Partie 1 : Sur l’urgence
Conditions de l’urgence rappelées par le juge des référés « atteinte de manière suffisamment grave et immédiate à un intérêt public, à la situation du requérant ou aux intérêts qu’il entend défendre.

Condition d’urgence pleinement établie par le CE dans son ordonnance du 2 juillet. À un alinéa près, les arrêtés du 5 juillet sont identiques à ceux du 5 mai qui avaient été suspendus. Aucun élément nouveau depuis le 2 juillet n’est de nature à amener le juge des référés dans un autre sens. Condition d’urgence d’autant mieux établie que la date de clôture des inscriptions est désormais passée et que le temps restant à courir avant début des épreuves est encore plus court.

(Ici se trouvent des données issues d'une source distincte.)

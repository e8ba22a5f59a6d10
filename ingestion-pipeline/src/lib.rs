#![allow(clippy::missing_docs_in_private_items, clippy::result_large_err)]

pub mod blob_key;
pub mod character_merge;
pub mod dispatch;
pub mod enqueue;
pub mod extractor;
pub mod model_client;
pub mod pipeline;
pub mod prompts;
pub mod schema;

pub use dispatch::{recover_stale_leases, Dispatcher};
pub use enqueue::{EnqueueFilters, EnqueueStats};
pub use pipeline::SegmentProcessor;
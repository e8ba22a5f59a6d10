use crate::{error::AppError, storage::db::SurrealDbClient, stored_object};

use super::{asset::Asset, StoredObject};

/// Many-to-many link from a segment to an asset, with an optional role
/// (spec.md §3, "SegmentAsset").
stored_object!(SegmentAsset, "segment_assets", {
    segment_id: String,
    asset_id: String,
    role: Option<String>
});

impl SegmentAsset {
    /// All assets linked to a segment, hydrated from `assets`.
    pub async fn assets_for_segment(
        segment_id: &str,
        db: &SurrealDbClient,
    ) -> Result<Vec<Asset>, AppError> {
        let sql = format!(
            "SELECT * FROM {} WHERE asset_id IN (SELECT VALUE asset_id FROM {} WHERE segment_id = $segment_id)",
            Asset::table_name(),
            Self::table_name(),
        );
        let mut response = db
            .query(sql)
            .bind(("segment_id", segment_id.to_string()))
            .await?;
        let assets: Vec<Asset> = response.take(0)?;
        Ok(assets)
    }

    /// All assets of a given type linked to a segment.
    pub async fn assets_of_type(
        segment_id: &str,
        asset_type: super::asset::AssetType,
        db: &SurrealDbClient,
    ) -> Result<Vec<Asset>, AppError> {
        let all = Self::assets_for_segment(segment_id, db).await?;
        Ok(all
            .into_iter()
            .filter(|a| a.asset_type == asset_type)
            .collect())
    }
}
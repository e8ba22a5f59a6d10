//! Processor collaborators, factored behind a trait so `SegmentProcessor`
//! can be exercised against a fake model client in tests without a live
//! vLLM endpoint (spec.md §9: "Services value constructed once at startup
//! and passed explicitly; no ambient process-wide state"). Grounded on the
//! teacher's `PipelineServices` trait, generalized from the RAG-ingestion
//! surface (chunk/embed/retrieve) down to the two collaborators this
//! processor actually calls: source-text extraction and model invocation.

use async_trait::async_trait;
use common::{
    error::AppError,
    storage::{
        store::StorageManager,
        types::{asset::Asset, edition::MediaType},
    },
};

use crate::{
    extractor::{extractor_for, ExtractionStats},
    model_client::{ChatStats, ModelClient},
};

#[async_trait]
pub trait PipelineServices: Send + Sync {
    /// Dispatches on `media_type` and runs the matching extractor (spec.md
    /// §4.C step 3).
    async fn extract(
        &self,
        media_type: MediaType,
        assets: &[Asset],
        storage: &StorageManager,
    ) -> Result<(String, ExtractionStats), AppError>;

    /// Calls the model endpoint (spec.md §4.C step 5).
    async fn invoke(
        &self,
        system_prompt: &str,
        user_prompt: &str,
        max_tokens: u32,
    ) -> Result<(String, ChatStats), AppError>;
}

pub struct DefaultPipelineServices {
    model: ModelClient,
}

impl DefaultPipelineServices {
    pub fn new(model: ModelClient) -> Self {
        Self { model }
    }
}

#[async_trait]
impl PipelineServices for DefaultPipelineServices {
    async fn extract(
        &self,
        media_type: MediaType,
        assets: &[Asset],
        storage: &StorageManager,
    ) -> Result<(String, ExtractionStats), AppError> {
        let extractor = extractor_for(media_type);
        extractor
            .extract(crate::extractor::ExtractionInput { assets, storage })
            .await
    }

    async fn invoke(
        &self,
        system_prompt: &str,
        user_prompt: &str,
        max_tokens: u32,
    ) -> Result<(String, ChatStats), AppError> {
        self.model.chat(system_prompt, user_prompt, max_tokens).await
    }
}
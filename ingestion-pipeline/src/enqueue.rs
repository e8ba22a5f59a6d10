//! The enqueue scanner (spec.md §4.E). Grounded on the teacher's ingestion
//! scan-and-enqueue shape in `run_worker_loop`'s original task-discovery
//! pass, generalized from one task kind to the segment/work/edition/
//! media_type filter set and the paginated presence-probe this spec
//! describes.

use common::{
    error::AppError,
    storage::{
        db::SurrealDbClient,
        types::{
            asset::AssetType,
            edition::{Edition, MediaType},
            pipeline_job::{PipelineJob, JOB_TYPE_SUMMARIZE},
            segment::Segment,
            segment_asset::SegmentAsset,
            segment_entities::SegmentEntities,
            segment_summary::SegmentSummary,
        },
    },
};
use serde::Serialize;
use tracing::info;

const PAGE_SIZE: i64 = 1000;
const PENDING_CHUNK_SIZE: usize = 200;

#[derive(Debug, Clone, Default)]
pub struct EnqueueFilters {
    pub work_id: Option<String>,
    pub edition_id: Option<String>,
    pub media_type: Option<MediaType>,
    pub limit: Option<usize>,
    pub force: bool,
    pub dry_run: bool,
}

#[derive(Debug, Clone, Copy, Default, Serialize, PartialEq, Eq)]
pub struct EnqueueStats {
    pub enqueued: usize,
    pub skipped_pending: usize,
    pub skipped_complete: usize,
}

/// A required raw asset type per media type, the minimum precondition for
/// enqueueing (spec.md §4.E step 2).
fn required_asset_types(media_type: MediaType) -> &'static [AssetType] {
    match media_type {
        MediaType::Novel => &[AssetType::RawHtml, AssetType::CleanedText],
        MediaType::Manhwa => &[AssetType::RawImage],
        MediaType::Anime => &[AssetType::RawSubtitle],
    }
}

/// Runs the full §4.E algorithm and returns its summary stats. In
/// `filters.dry_run` no job row is inserted; the stats reflect what *would*
/// have happened (spec.md §4.E "Dry-run mode").
pub async fn run(filters: &EnqueueFilters, db: &SurrealDbClient) -> Result<EnqueueStats, AppError> {
    let editions = Edition::list_matching(filters.work_id.as_deref(), filters.media_type, db).await?;
    let editions: Vec<Edition> = match &filters.edition_id {
        Some(edition_id) => editions.into_iter().filter(|e| &e.id == edition_id).collect(),
        None => editions,
    };

    if editions.is_empty() {
        info!("enqueue scanner: no matching editions");
        return Ok(EnqueueStats::default());
    }

    let edition_media: std::collections::HashMap<String, MediaType> = editions
        .iter()
        .map(|e| (e.id.clone(), e.media_type))
        .collect();
    let edition_ids: Vec<String> = editions.iter().map(|e| e.id.clone()).collect();

    let mut stats = EnqueueStats::default();
    let mut candidates: Vec<Segment> = Vec::new();
    let limit = filters.limit.unwrap_or(usize::MAX);
    let mut offset = 0_i64;

    'paginate: loop {
        let page = Segment::list_page(&edition_ids, offset, PAGE_SIZE, db).await?;
        if page.is_empty() {
            break;
        }
        offset += page.len() as i64;

        for segment in page {
            let Some(media_type) = edition_media.get(&segment.edition_id).copied() else {
                continue;
            };

            let assets = SegmentAsset::assets_for_segment(&segment.id, db).await?;
            let has_required_asset = required_asset_types(media_type)
                .iter()
                .any(|required| assets.iter().any(|a| a.asset_type == *required));
            if !has_required_asset {
                continue;
            }

            if !filters.force {
                let summary_exists = SegmentSummary::find_by_segment(&segment.id, db).await?.is_some();
                let entities_exists = SegmentEntities::find_by_segment(&segment.id, db).await?.is_some();
                if summary_exists && entities_exists {
                    stats.skipped_complete += 1;
                    continue;
                }
            }

            candidates.push(segment);
            if candidates.len() >= limit {
                break 'paginate;
            }
        }
    }

    if candidates.is_empty() {
        return Ok(stats);
    }

    let segment_ids: Vec<String> = candidates.iter().map(|s| s.id.clone()).collect();
    let pending = pending_segment_ids_chunked(&segment_ids, db).await?;

    let mut jobs_to_insert = Vec::with_capacity(candidates.len());
    for segment in &candidates {
        if pending.contains(&segment.id) && !filters.force {
            stats.skipped_pending += 1;
            continue;
        }

        let Some(edition) = editions.iter().find(|e| e.id == segment.edition_id) else {
            continue;
        };

        if filters.dry_run {
            stats.enqueued += 1;
            info!(segment_id = %segment.id, "dry run: would enqueue job");
            continue;
        }

        jobs_to_insert.push(PipelineJob::new_queued(
            segment.id.clone(),
            edition.id.clone(),
            edition.work_id.clone(),
            filters.force,
        ));
    }

    if !jobs_to_insert.is_empty() {
        let inserted = PipelineJob::bulk_insert(jobs_to_insert, db).await?;
        stats.enqueued += inserted;
    }

    info!(
        enqueued = stats.enqueued,
        skipped_pending = stats.skipped_pending,
        skipped_complete = stats.skipped_complete,
        "enqueue scan complete"
    );

    Ok(stats)
}

/// Segment ids with a queued-or-running job, batched at `PENDING_CHUNK_SIZE`
/// (spec.md §4.E step 5). `PipelineJob::pending_segment_ids` already chunks
/// at 200 internally; this wrapper just pins the job type this scanner cares
/// about.
async fn pending_segment_ids_chunked(
    segment_ids: &[String],
    db: &SurrealDbClient,
) -> Result<std::collections::HashSet<String>, AppError> {
    debug_assert!(PENDING_CHUNK_SIZE <= 200);
    PipelineJob::pending_segment_ids(segment_ids, JOB_TYPE_SUMMARIZE, db).await
}

#[cfg(test)]
mod tests {
    use common::storage::{db::SurrealDbClient, types::work::Work};
    use uuid::Uuid;

    use super::*;

    async fn memory_db() -> SurrealDbClient {
        let db = SurrealDbClient::memory("enqueue_test", &Uuid::new_v4().to_string())
            .await
            .expect("memory db");
        db.build_indexes().await.expect("indexes");
        db
    }

    async fn seed_novel_segment_with_raw_html(db: &SurrealDbClient) -> (Edition, Segment) {
        let work = Work {
            id: Uuid::new_v4().to_string(),
            created_at: chrono::Utc::now(),
            updated_at: chrono::Utc::now(),
            title: "Test Work".into(),
        };
        db.store_item(work.clone()).await.expect("store work");

        let edition = Edition {
            id: Uuid::new_v4().to_string(),
            created_at: chrono::Utc::now(),
            updated_at: chrono::Utc::now(),
            work_id: work.id.clone(),
            media_type: MediaType::Novel,
        };
        db.store_item(edition.clone()).await.expect("store edition");

        let segment = Segment {
            id: Uuid::new_v4().to_string(),
            created_at: chrono::Utc::now(),
            updated_at: chrono::Utc::now(),
            edition_id: edition.id.clone(),
            segment_type: "chapter".into(),
            number: 1,
            title: "Chapter One".into(),
        };
        db.store_item(segment.clone()).await.expect("store segment");

        let asset = common::storage::types::asset::Asset {
            id: Uuid::new_v4().to_string(),
            created_at: chrono::Utc::now(),
            updated_at: chrono::Utc::now(),
            r2_key: "raw/work/edition/chapter-0001/raw.html".into(),
            asset_type: AssetType::RawHtml,
            byte_size: 10,
            digest: "deadbeef".into(),
        };
        db.store_item(asset.clone()).await.expect("store asset");

        let link = SegmentAsset {
            id: Uuid::new_v4().to_string(),
            created_at: chrono::Utc::now(),
            updated_at: chrono::Utc::now(),
            segment_id: segment.id.clone(),
            asset_id: asset.id.clone(),
            role: None,
        };
        db.store_item(link).await.expect("store link");

        (edition, segment)
    }

    #[tokio::test]
    async fn enqueues_segment_with_raw_asset_and_no_outputs() {
        let db = memory_db().await;
        let (_edition, segment) = seed_novel_segment_with_raw_html(&db).await;

        let stats = run(&EnqueueFilters::default(), &db).await.expect("run");
        assert_eq!(stats.enqueued, 1);
        assert_eq!(stats.skipped_complete, 0);

        let pending = PipelineJob::pending_segment_ids(&[segment.id.clone()], JOB_TYPE_SUMMARIZE, &db)
            .await
            .expect("pending");
        assert!(pending.contains(&segment.id));
    }

    #[tokio::test]
    async fn skips_segment_missing_required_raw_asset() {
        let db = memory_db().await;
        let work = Work {
            id: Uuid::new_v4().to_string(),
            created_at: chrono::Utc::now(),
            updated_at: chrono::Utc::now(),
            title: "Test Work".into(),
        };
        db.store_item(work.clone()).await.expect("store work");
        let edition = Edition {
            id: Uuid::new_v4().to_string(),
            created_at: chrono::Utc::now(),
            updated_at: chrono::Utc::now(),
            work_id: work.id.clone(),
            media_type: MediaType::Novel,
        };
        db.store_item(edition.clone()).await.expect("store edition");
        let segment = Segment {
            id: Uuid::new_v4().to_string(),
            created_at: chrono::Utc::now(),
            updated_at: chrono::Utc::now(),
            edition_id: edition.id.clone(),
            segment_type: "chapter".into(),
            number: 1,
            title: "Chapter One".into(),
        };
        db.store_item(segment).await.expect("store segment");

        let stats = run(&EnqueueFilters::default(), &db).await.expect("run");
        assert_eq!(stats.enqueued, 0);
    }

    #[tokio::test]
    async fn dry_run_reports_without_inserting() {
        let db = memory_db().await;
        let (_edition, segment) = seed_novel_segment_with_raw_html(&db).await;

        let filters = EnqueueFilters {
            dry_run: true,
            ..Default::default()
        };
        let stats = run(&filters, &db).await.expect("run");
        assert_eq!(stats.enqueued, 1);

        let pending = PipelineJob::pending_segment_ids(&[segment.id.clone()], JOB_TYPE_SUMMARIZE, &db)
            .await
            .expect("pending");
        assert!(pending.is_empty(), "dry run must not insert a job row");
    }

    #[tokio::test]
    async fn skips_pending_segment_unless_forced() {
        let db = memory_db().await;
        let (edition, segment) = seed_novel_segment_with_raw_html(&db).await;

        db.store_item(PipelineJob::new_queued(
            segment.id.clone(),
            edition.id.clone(),
            edition.work_id.clone(),
            false,
        ))
        .await
        .expect("seed existing job");

        let stats = run(&EnqueueFilters::default(), &db).await.expect("run");
        assert_eq!(stats.enqueued, 0);
        assert_eq!(stats.skipped_pending, 1);
    }
}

Il est réaffirmé que l’exécution de l’arrêté du 5 juillet 2010 port une atteinte grave à l’intérêt public qui s’attache à une préparation sereine des concours : raccourcissement des délais de préparation, entraîne diminution de la qualité des travaux, donc de la pertinence du choix des jurys, c’est-à-dire, in fine, de la qualité du recrutement. Degré d’impréparation attesté par l’absence de publication à ce jour des programmes officiels des concours.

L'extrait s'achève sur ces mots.